MOI. Eh bien, je n'en suis pas fâché. Les enfants seront obligés de recourir aux expédients, et il est bon qu'ils s'habituent à ne pas trop compter sur les secours étrangers. Mais qui t'a donc empêchée de le faire, et pourquoi te tourmentes-tu si fort?
MA FEMME. C'est que je suis passée près de là: du reste, elles n'étaient peut-être pas mûres.
MOI. Elles, elles! qu'entends-tu par ce mot?

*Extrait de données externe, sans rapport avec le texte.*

//! Per-run diagnostics sink.
//!
//! A [`Diagnostics`] value is created for one pipeline run and handed by reference to
//! every component that can observe an anomaly. Each event is emitted through the `log`
//! facade under its feature target and also retained, so callers and tests can inspect
//! what happened without scraping log output.

use super::features::LogFeature;
use chrono::{DateTime, Utc};
use serde::{Deserialize, Serialize};
use std::collections::BTreeMap;
use std::fmt;
use std::sync::{Mutex, PoisonError};
use uuid::Uuid;

/// Retained events per run before older detail is dropped (counters keep counting)
pub const DEFAULT_RETENTION: usize = 10_000;

#[derive(Debug, Clone, Copy, PartialEq, Eq, Hash, PartialOrd, Ord, Serialize, Deserialize)]
#[serde(rename_all = "snake_case")]
pub enum Severity {
    Warning,
    Error,
}

impl Severity {
    fn level(self) -> log::Level {
        match self {
            Severity::Warning => log::Level::Warn,
            Severity::Error => log::Level::Error,
        }
    }
}

/// One recorded anomaly
#[derive(Debug, Clone, PartialEq, Serialize, Deserialize)]
pub struct DiagnosticEvent {
    pub severity: Severity,
    pub feature: LogFeature,
    pub message: String,
    /// Source row ordinal, when the event concerns a single row
    pub row: Option<usize>,
    pub field: Option<String>,
    pub recorded_at: DateTime<Utc>,
}

impl DiagnosticEvent {
    pub fn warning(feature: LogFeature, message: impl Into<String>) -> Self {
        Self::new(Severity::Warning, feature, message)
    }

    pub fn error(feature: LogFeature, message: impl Into<String>) -> Self {
        Self::new(Severity::Error, feature, message)
    }

    fn new(severity: Severity, feature: LogFeature, message: impl Into<String>) -> Self {
        Self {
            severity,
            feature,
            message: message.into(),
            row: None,
            field: None,
            recorded_at: Utc::now(),
        }
    }

    pub fn at_row(mut self, row: usize) -> Self {
        self.row = Some(row);
        self
    }

    pub fn on_field(mut self, field: impl Into<String>) -> Self {
        self.field = Some(field.into());
        self
    }
}

/// Warning and error counts for one feature
#[derive(Debug, Clone, Copy, Default, PartialEq, Eq, Serialize, Deserialize)]
pub struct FeatureCounts {
    pub warnings: usize,
    pub errors: usize,
}

/// Serializable end-of-run summary
#[derive(Debug, Clone, PartialEq, Eq, Serialize, Deserialize)]
pub struct DiagnosticsSummary {
    pub run_id: Uuid,
    pub started_at: DateTime<Utc>,
    pub warnings: usize,
    pub errors: usize,
    pub by_feature: BTreeMap<LogFeature, FeatureCounts>,
    pub dropped_events: usize,
}

impl fmt::Display for DiagnosticsSummary {
    fn fmt(&self, f: &mut fmt::Formatter<'_>) -> fmt::Result {
        write!(
            f,
            "run {}: {} warning(s), {} error(s)",
            self.run_id, self.warnings, self.errors
        )?;
        for (feature, counts) in &self.by_feature {
            write!(f, "; {} {}/{}", feature, counts.warnings, counts.errors)?;
        }
        Ok(())
    }
}

#[derive(Default)]
struct DiagnosticsState {
    events: Vec<DiagnosticEvent>,
    dropped: usize,
    counts: BTreeMap<LogFeature, FeatureCounts>,
}

/// Structured diagnostics sink scoped to one pipeline run
pub struct Diagnostics {
    run_id: Uuid,
    started_at: DateTime<Utc>,
    retention: usize,
    state: Mutex<DiagnosticsState>,
}

impl Default for Diagnostics {
    fn default() -> Self {
        Self::new()
    }
}

impl Diagnostics {
    pub fn new() -> Self {
        Self::with_retention(DEFAULT_RETENTION)
    }

    pub fn with_retention(retention: usize) -> Self {
        Self {
            run_id: Uuid::new_v4(),
            started_at: Utc::now(),
            retention,
            state: Mutex::new(DiagnosticsState::default()),
        }
    }

    pub fn run_id(&self) -> Uuid {
        self.run_id
    }

    /// Progress and status lines. Logged only, never retained.
    pub fn info(&self, feature: LogFeature, message: impl fmt::Display) {
        log::info!(target: feature.target(), "{}", message);
    }

    pub fn warn(&self, feature: LogFeature, message: impl Into<String>) {
        self.record(DiagnosticEvent::warning(feature, message));
    }

    pub fn error(&self, feature: LogFeature, message: impl Into<String>) {
        self.record(DiagnosticEvent::error(feature, message));
    }

    /// Emit and retain an event
    pub fn record(&self, event: DiagnosticEvent) {
        match (event.row, event.field.as_deref()) {
            (Some(row), Some(field)) => log::log!(
                target: event.feature.target(),
                event.severity.level(),
                "[row {} / {}] {}",
                row,
                field,
                event.message
            ),
            (Some(row), None) => log::log!(
                target: event.feature.target(),
                event.severity.level(),
                "[row {}] {}",
                row,
                event.message
            ),
            _ => log::log!(
                target: event.feature.target(),
                event.severity.level(),
                "{}",
                event.message
            ),
        }

        let mut state = self.state.lock().unwrap_or_else(PoisonError::into_inner);
        let counts = state.counts.entry(event.feature).or_default();
        match event.severity {
            Severity::Warning => counts.warnings += 1,
            Severity::Error => counts.errors += 1,
        }
        if state.events.len() < self.retention {
            state.events.push(event);
        } else {
            state.dropped += 1;
        }
    }

    /// Retained events, oldest first
    pub fn events(&self) -> Vec<DiagnosticEvent> {
        self.state
            .lock()
            .unwrap_or_else(PoisonError::into_inner)
            .events
            .clone()
    }

    pub fn count(&self, severity: Severity) -> usize {
        let state = self.state.lock().unwrap_or_else(PoisonError::into_inner);
        state
            .counts
            .values()
            .map(|counts| match severity {
                Severity::Warning => counts.warnings,
                Severity::Error => counts.errors,
            })
            .sum()
    }

    pub fn counts_for(&self, feature: LogFeature) -> FeatureCounts {
        let state = self.state.lock().unwrap_or_else(PoisonError::into_inner);
        state.counts.get(&feature).copied().unwrap_or_default()
    }

    pub fn summary(&self) -> DiagnosticsSummary {
        let state = self.state.lock().unwrap_or_else(PoisonError::into_inner);
        DiagnosticsSummary {
            run_id: self.run_id,
            started_at: self.started_at,
            warnings: state.counts.values().map(|c| c.warnings).sum(),
            errors: state.counts.values().map(|c| c.errors).sum(),
            by_feature: state.counts.clone(),
            dropped_events: state.dropped,
        }
    }
}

MA FEMME. Eh! mon ami, laisse-moi donc me rappeler le lieu où je les ai plantées.
MOI. Mais quoi donc?
MA FEMME. C'est qu'à la place des pommes de terre que nous avons arrachées j'ai planté des courges, auxquelles j'ai donné diverses formes commodes; les unes sont en gourdes comme celles des soldats et des pèlerins; les autres ont un long cou.

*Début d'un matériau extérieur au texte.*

//! End-to-end runs of the loader against the embedded graph store

mod common;

use common::{movie, LoaderFixture};
use moviegraph::graph_store::MovieUpsert;
use moviegraph::ingestion::artifact_file_name;
use moviegraph::pipeline::OperationStatus;
use moviegraph::{
    Diagnostics, GraphStore, LoaderError, Operation, PipelineOrchestrator, SledGraphStore,
};

#[tokio::test]
async fn partition_then_load_builds_the_graph() {
    let fixture = LoaderFixture::new();
    fixture.write_source(&[
        movie(862, "Toy Story", "1995-10-30", &["Tom Hanks", "Tim Allen"]),
        movie(13, "Forrest Gump", "1994-06-23", &["Tom Hanks", "Robin Wright"]),
        movie(120, "The Fellowship of the Ring", "2001-12-18", &["Elijah Wood"]),
    ]);

    // A movie already in the store is updated in place, never duplicated
    {
        let store = SledGraphStore::open(&fixture.graph_dir).unwrap();
        store.ensure_constraints().await.unwrap();
        store
            .write_batch(&[MovieUpsert::from_record(movie(13, "Gump (draft)", "1994-06-23", &[]))])
            .await
            .unwrap();
        store.close().await.unwrap();
    }

    let diagnostics = Diagnostics::new();
    let report = PipelineOrchestrator::new(fixture.config())
        .run(&[Operation::Partition, Operation::Load], &diagnostics)
        .await;

    assert_eq!(report.exit_code(), 0, "{:?}", report.failure_summary());
    assert!(fixture.output_dir.join(artifact_file_name(1990)).is_file());
    assert!(fixture.output_dir.join(artifact_file_name(2000)).is_file());

    let partition = report.partition.as_ref().unwrap();
    assert_eq!(partition.rows_read, 3);
    assert_eq!(partition.artifacts.len(), 2);

    let load = report.load.as_ref().unwrap();
    assert_eq!(load.artifacts, 2);
    assert_eq!(load.writes.rows_written, 3);

    let graph = fixture.graph();
    let stats = graph.graph_stats();
    assert_eq!(stats.movies, 3);
    assert_eq!(stats.actors, 4);
    assert_eq!(stats.relationships, 5);
    assert_eq!(graph.get_movie(13).unwrap().unwrap().title, "Forrest Gump");
    assert_eq!(graph.movies_for_actor("Tom Hanks").unwrap().len(), 2);
}

#[tokio::test]
async fn rerunning_load_changes_nothing() {
    let fixture = LoaderFixture::new();
    fixture.write_source(&[
        movie(1, "Heat", "1995-12-15", &["Al Pacino", "Robert De Niro"]),
        movie(2, "Ronin", "1998-09-25", &["Robert De Niro"]),
    ]);

    let orchestrator = PipelineOrchestrator::new(fixture.config());
    let first = orchestrator
        .run(&[Operation::Partition, Operation::Load], &Diagnostics::new())
        .await;
    assert_eq!(first.exit_code(), 0);
    let before = fixture.graph().graph_stats();

    let second = orchestrator.run(&[Operation::Load], &Diagnostics::new()).await;
    assert_eq!(second.exit_code(), 0);
    let outcome = second.load.as_ref().unwrap().writes.outcome;
    assert_eq!(outcome.movies_created, 0);
    assert_eq!(outcome.actors_created, 0);
    assert_eq!(outcome.relationships_created, 0);

    assert_eq!(fixture.graph().graph_stats(), before);
}

#[tokio::test]
async fn padded_actor_names_resolve_to_one_node() {
    let fixture = LoaderFixture::new();
    let store = SledGraphStore::open(&fixture.graph_dir).unwrap();
    store.ensure_constraints().await.unwrap();

    store
        .write_batch(&[
            MovieUpsert::from_record(movie(1, "Big", "1988-06-03", &["Tom Hanks"])),
            MovieUpsert::from_record(movie(2, "Splash", "1984-03-09", &[" Tom Hanks "])),
        ])
        .await
        .unwrap();

    let graph = store.db_ops();
    assert_eq!(graph.graph_stats().actors, 1);
    assert_eq!(graph.get_actor("  Tom Hanks").unwrap().unwrap().name, "Tom Hanks");
    assert_eq!(graph.movies_for_actor("Tom Hanks").unwrap().len(), 2);
}

#[tokio::test]
async fn failed_operation_stops_the_run_by_default() {
    let fixture = LoaderFixture::new();
    fixture.write_source(&[movie(1, "Heat", "1995-12-15", &[])]);

    let report = PipelineOrchestrator::new(fixture.config())
        .run(&[Operation::Extract, Operation::Partition], &Diagnostics::new())
        .await;

    assert_eq!(report.exit_code(), 1);
    assert!(matches!(
        report.first_failure.as_ref().map(|f| &f.error),
        Some(LoaderError::Configuration(_))
    ));
    assert_eq!(report.status(Operation::Partition), Some(&OperationStatus::Skipped));
    assert!(!fixture.output_dir.join(artifact_file_name(1990)).exists());
}

#[tokio::test]
async fn continue_on_error_still_runs_later_operations() {
    let fixture = LoaderFixture::new();
    fixture.write_source(&[movie(1, "Heat", "1995-12-15", &[])]);
    let mut config = fixture.config();
    config.continue_on_error = true;

    let report = PipelineOrchestrator::new(config)
        .run(&[Operation::Extract, Operation::Partition], &Diagnostics::new())
        .await;

    assert_eq!(report.exit_code(), 1);
    assert_eq!(report.status(Operation::Partition), Some(&OperationStatus::Completed));
    assert!(fixture.output_dir.join(artifact_file_name(1990)).is_file());
    assert!(report.failure_summary().unwrap().starts_with("extract failed"));
}

#[tokio::test]
async fn remote_store_without_driver_fails_before_any_work() {
    if cfg!(feature = "neo4j") {
        return;
    }
    let fixture = LoaderFixture::new();
    fixture.write_source(&[movie(1, "Heat", "1995-12-15", &[])]);
    let mut config = fixture.config();
    config.store.uri = "bolt://localhost:7687".to_string();

    let report = PipelineOrchestrator::new(config)
        .run(&[Operation::Partition, Operation::Load], &Diagnostics::new())
        .await;

    assert_eq!(report.exit_code(), 1);
    assert_eq!(report.status(Operation::Partition), Some(&OperationStatus::Skipped));
    assert!(!fixture.output_dir.join(artifact_file_name(1990)).exists());
}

MOI. Excellente femme! c'est un trésor pour nous; mais allons les voir; le champ de pommes de terre n'est pas éloigné.»
Nous partîmes aussitôt, accompagnés d'Ernest et de Franz, qui devaient nous aider. Au milieu des autres plantes nous aperçûmes bientôt des courges. Les unes étaient mûres, et se décomposaient déjà: les autres étaient encore vertes. Nous fîmes un choix parmi celles qui, en raison de leurs formes, devaient nous être le plus utiles.

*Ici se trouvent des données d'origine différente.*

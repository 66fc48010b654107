//! Decade partitioning of validated records into artifact files.

use crate::error::{LoaderError, LoaderResult};
use crate::ingestion::source::{count_rows, RecordStream};
use crate::logging::{DiagnosticEvent, Diagnostics, LogFeature};
use crate::schema::{field_names, MovieRecord, SchemaViolation};
use regex::Regex;
use serde::Serialize;
use std::collections::BTreeMap;
use std::fs::{self, File};
use std::path::{Path, PathBuf};

/// Rows rejected in quarantine mode, next to the artifacts
pub const REJECTED_ROWS_FILE: &str = "rejected_rows.csv";
/// Validated rows between progress lines
pub const PROGRESS_INTERVAL: usize = 1000;

const ARTIFACT_PATTERN: &str = r"^([0-9]*0)s_movies\.csv$";

/// What to do with a row that fails validation
#[derive(Debug, Clone, Copy, Default, PartialEq, Eq)]
pub enum InvalidRowPolicy {
    /// The first invalid row fails the whole partition step
    #[default]
    Fail,
    /// Invalid rows go to `rejected_rows.csv`; the rest are partitioned
    Quarantine,
}

/// Records sharing one release decade, in source order
#[derive(Debug, Clone, PartialEq)]
pub struct DecadePartition {
    pub decade: i32,
    pub records: Vec<MovieRecord>,
}

impl DecadePartition {
    pub fn file_name(&self) -> String {
        artifact_file_name(self.decade)
    }
}

/// One artifact on disk
#[derive(Debug, Clone, PartialEq, Eq, Serialize)]
pub struct ArtifactInfo {
    pub decade: i32,
    pub path: PathBuf,
    pub records: usize,
}

#[derive(Debug, Clone, Default, PartialEq, Eq, Serialize)]
pub struct PartitionSummary {
    pub rows_read: usize,
    pub rows_rejected: usize,
    /// Valid rows left out because their release year is unusable
    pub rows_excluded: usize,
    pub artifacts: Vec<ArtifactInfo>,
}

/// `1990` → `1990s_movies.csv`
pub fn artifact_file_name(decade: i32) -> String {
    format!("{}s_movies.csv", decade)
}

/// Decade of a four-digit year
pub fn decade_of(year: i32) -> i32 {
    (year / 10) * 10
}

/// Decade artifacts present in `dir`, ordered by decade
pub fn discover_artifacts(dir: &Path) -> LoaderResult<Vec<(i32, PathBuf)>> {
    let pattern = Regex::new(ARTIFACT_PATTERN)
        .map_err(|e| LoaderError::configuration(format!("Invalid artifact pattern: {}", e)))?;
    let entries = fs::read_dir(dir)
        .map_err(|e| LoaderError::transient_io(format!("listing {}", dir.display()), e))?;

    let mut artifacts = Vec::new();
    for entry in entries {
        let entry =
            entry.map_err(|e| LoaderError::transient_io(format!("listing {}", dir.display()), e))?;
        let name = entry.file_name();
        let Some(name) = name.to_str() else { continue };
        let Some(decade) = pattern
            .captures(name)
            .and_then(|caps| caps.get(1))
            .and_then(|m| m.as_str().parse::<i32>().ok())
        else {
            continue;
        };
        artifacts.push((decade, entry.path()));
    }
    artifacts.sort();
    Ok(artifacts)
}

/// Groups a source file's validated records by release decade and writes one artifact
/// per non-empty decade.
pub struct DecadePartitioner<'d> {
    diagnostics: &'d Diagnostics,
    policy: InvalidRowPolicy,
}

impl<'d> DecadePartitioner<'d> {
    pub fn new(diagnostics: &'d Diagnostics, policy: InvalidRowPolicy) -> Self {
        Self {
            diagnostics,
            policy,
        }
    }

    /// Validate `source` completely, then partition and write artifacts into `output_dir`.
    pub fn run(&self, source: &Path, output_dir: &Path) -> LoaderResult<PartitionSummary> {
        if !source.is_file() {
            return Err(LoaderError::configuration(format!(
                "Source file {} does not exist",
                source.display()
            )));
        }
        fs::create_dir_all(output_dir)
            .map_err(|e| LoaderError::transient_io(format!("creating {}", output_dir.display()), e))?;

        let total = count_rows(source)?;
        self.diagnostics.info(
            LogFeature::Partitioner,
            format!("Partitioning {} ({} rows)", source.display(), total),
        );

        let mut summary = PartitionSummary::default();
        let records = self.collect_valid(source, output_dir, total, &mut summary)?;
        let valid = records.len();

        let partitions = self.partition(records);
        let kept: usize = partitions.iter().map(|p| p.records.len()).sum();
        summary.rows_excluded = valid - kept;
        summary.artifacts = self.write_artifacts(&partitions, output_dir)?;

        self.diagnostics.info(
            LogFeature::Partitioner,
            format!(
                "Partitioned {} rows into {} artifacts ({} rejected, {} excluded)",
                summary.rows_read,
                summary.artifacts.len(),
                summary.rows_rejected,
                summary.rows_excluded
            ),
        );
        Ok(summary)
    }

    /// Group records by release decade, keeping source order within each decade.
    ///
    /// Records whose `release_date` does not start with four digits are excluded from
    /// every partition.
    pub fn partition<I>(&self, records: I) -> Vec<DecadePartition>
    where
        I: IntoIterator<Item = MovieRecord>,
    {
        let mut buckets: BTreeMap<i32, Vec<MovieRecord>> = BTreeMap::new();
        for record in records {
            match record.release_year() {
                Some(year) => buckets.entry(decade_of(year)).or_default().push(record),
                None => self.diagnostics.record(
                    DiagnosticEvent::warning(
                        LogFeature::Partitioner,
                        format!(
                            "Invalid release_date {:?} for movie {} (id {}); excluded from all partitions",
                            record.release_date, record.title, record.id
                        ),
                    )
                    .on_field("release_date"),
                ),
            }
        }

        buckets
            .into_iter()
            .map(|(decade, records)| DecadePartition { decade, records })
            .collect()
    }

    /// Serialize each partition to `{decade}s_movies.csv`, replacing stale artifacts.
    pub fn write_artifacts(
        &self,
        partitions: &[DecadePartition],
        output_dir: &Path,
    ) -> LoaderResult<Vec<ArtifactInfo>> {
        for (decade, path) in discover_artifacts(output_dir)? {
            if !partitions.iter().any(|p| p.decade == decade) {
                fs::remove_file(&path)
                    .map_err(|e| LoaderError::transient_io(format!("removing {}", path.display()), e))?;
                self.diagnostics.info(
                    LogFeature::Partitioner,
                    format!("Removed stale artifact {}", path.display()),
                );
            }
        }

        let mut written = Vec::with_capacity(partitions.len());
        for partition in partitions {
            let path = output_dir.join(partition.file_name());
            let context = || format!("writing {}", path.display());

            let mut writer = csv::Writer::from_path(&path)
                .map_err(|e| LoaderError::transient_io(context(), e))?;
            writer
                .write_record(field_names())
                .map_err(|e| LoaderError::transient_io(context(), e))?;
            for record in &partition.records {
                writer
                    .write_record(record.to_artifact_row())
                    .map_err(|e| LoaderError::transient_io(context(), e))?;
            }
            writer
                .flush()
                .map_err(|e| LoaderError::transient_io(context(), e))?;

            self.diagnostics.info(
                LogFeature::Partitioner,
                format!(
                    "Created {} with {} records",
                    partition.file_name(),
                    partition.records.len()
                ),
            );
            written.push(ArtifactInfo {
                decade: partition.decade,
                path,
                records: partition.records.len(),
            });
        }
        Ok(written)
    }

    fn collect_valid(
        &self,
        source: &Path,
        output_dir: &Path,
        total: usize,
        summary: &mut PartitionSummary,
    ) -> LoaderResult<Vec<MovieRecord>> {
        let stream = RecordStream::open(source, self.diagnostics)?;
        let mut quarantine = match self.policy {
            InvalidRowPolicy::Fail => None,
            InvalidRowPolicy::Quarantine => Some(Quarantine::create(
                &output_dir.join(REJECTED_ROWS_FILE),
                stream.header(),
            )?),
        };

        let mut records = Vec::new();
        for result in stream {
            summary.rows_read += 1;
            match result {
                Ok(record) => {
                    records.push(record);
                    if records.len() % PROGRESS_INTERVAL == 0 {
                        self.diagnostics.info(
                            LogFeature::Partitioner,
                            format!("Processed {}/{} rows", summary.rows_read, total),
                        );
                    }
                }
                Err(LoaderError::SchemaViolation(violation)) => {
                    self.diagnostics.record(
                        DiagnosticEvent::error(LogFeature::Validator, violation.report())
                            .at_row(violation.row)
                            .on_field(violation.field.clone()),
                    );
                    match quarantine.as_mut() {
                        Some(quarantine) => {
                            quarantine.reject(&violation)?;
                            summary.rows_rejected += 1;
                        }
                        None => return Err(LoaderError::SchemaViolation(violation)),
                    }
                }
                Err(other) => return Err(other),
            }
        }

        if let Some(quarantine) = quarantine {
            quarantine.finish()?;
            if summary.rows_rejected > 0 {
                self.diagnostics.warn(
                    LogFeature::Validator,
                    format!(
                        "{} rows rejected; see {}",
                        summary.rows_rejected,
                        output_dir.join(REJECTED_ROWS_FILE).display()
                    ),
                );
            }
        }
        Ok(records)
    }
}

/// Writer for `rejected_rows.csv`
struct Quarantine {
    path: PathBuf,
    writer: csv::Writer<File>,
}

impl Quarantine {
    fn create(path: &Path, source_header: &[String]) -> LoaderResult<Self> {
        let context = || format!("writing {}", path.display());
        let mut writer = csv::WriterBuilder::new()
            .flexible(true)
            .from_path(path)
            .map_err(|e| LoaderError::transient_io(context(), e))?;
        let header = ["row", "field", "reason"]
            .into_iter()
            .chain(source_header.iter().map(String::as_str));
        writer
            .write_record(header)
            .map_err(|e| LoaderError::transient_io(context(), e))?;
        Ok(Self {
            path: path.to_path_buf(),
            writer,
        })
    }

    fn reject(&mut self, violation: &SchemaViolation) -> LoaderResult<()> {
        let mut cells = vec![
            violation.row.to_string(),
            violation.field.clone(),
            violation.cause.to_string(),
        ];
        cells.extend(violation.raw_row.iter().map(|(_, value)| value.clone()));
        self.writer
            .write_record(&cells)
            .map_err(|e| LoaderError::transient_io(format!("writing {}", self.path.display()), e))
    }

    fn finish(mut self) -> LoaderResult<()> {
        self.writer
            .flush()
            .map_err(|e| LoaderError::transient_io(format!("writing {}", self.path.display()), e))
    }
}

#[cfg(test)]
mod tests {
    use super::*;
    use crate::testing_utils::movie;
    use tempfile::tempdir;

    #[test]
    fn decades_use_integer_division() {
        assert_eq!(decade_of(1999), 1990);
        assert_eq!(decade_of(2000), 2000);
        assert_eq!(decade_of(1880), 1880);
        assert_eq!(artifact_file_name(1990), "1990s_movies.csv");
    }

    #[test]
    fn partition_is_exclusive_and_keeps_order() {
        let diagnostics = Diagnostics::new();
        let partitioner = DecadePartitioner::new(&diagnostics, InvalidRowPolicy::Fail);
        let partitions = partitioner.partition(vec![
            movie(1, "A", "1999-12-31", &[]),
            movie(2, "B", "2000-01-01", &[]),
            movie(3, "C", "unknown", &[]),
            movie(4, "D", "1990-02-02", &[]),
            movie(5, "E", "199", &[]),
        ]);

        assert_eq!(partitions.len(), 2);
        assert_eq!(partitions[0].decade, 1990);
        let ids: Vec<i64> = partitions[0].records.iter().map(|r| r.id).collect();
        assert_eq!(ids, vec![1, 4]);
        assert_eq!(partitions[1].decade, 2000);
        assert_eq!(partitions[1].records[0].id, 2);

        assert_eq!(diagnostics.counts_for(LogFeature::Partitioner).warnings, 2);
    }

    #[test]
    fn discovery_matches_only_decade_artifacts() {
        let dir = tempdir().unwrap();
        for name in [
            "2000s_movies.csv",
            "1990s_movies.csv",
            "1995s_movies.csv",
            "TMDB_all_movies.csv",
            "1990s_movies.csv.bak",
        ] {
            fs::write(dir.path().join(name), "").unwrap();
        }

        let found: Vec<i32> = discover_artifacts(dir.path())
            .unwrap()
            .into_iter()
            .map(|(decade, _)| decade)
            .collect();
        assert_eq!(found, vec![1990, 2000]);
    }
}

Nous les disposâmes aussitôt à être employées. Après avoir fait une ouverture, nous commençâmes à détacher la chair dans l'intérieur avec de petits bâtons; puis, y ayant versé une poignée de cailloux, nous les secouâmes fortement, et tout le reste se détacha et sortit. Nous façonnâmes ensuite divers ustensiles; ce travail nous occupa jusqu'au soir. Ernest me demanda alors la permission de changer son couteau contre un fusil, et de tirer quelques coups aux ortolans du figuier; mais je le lui défendis absolument, craignant que ces décharges ne fissent fuir nos oiseaux et ne nous privassent des provisions sur lesquelles j'avais compté.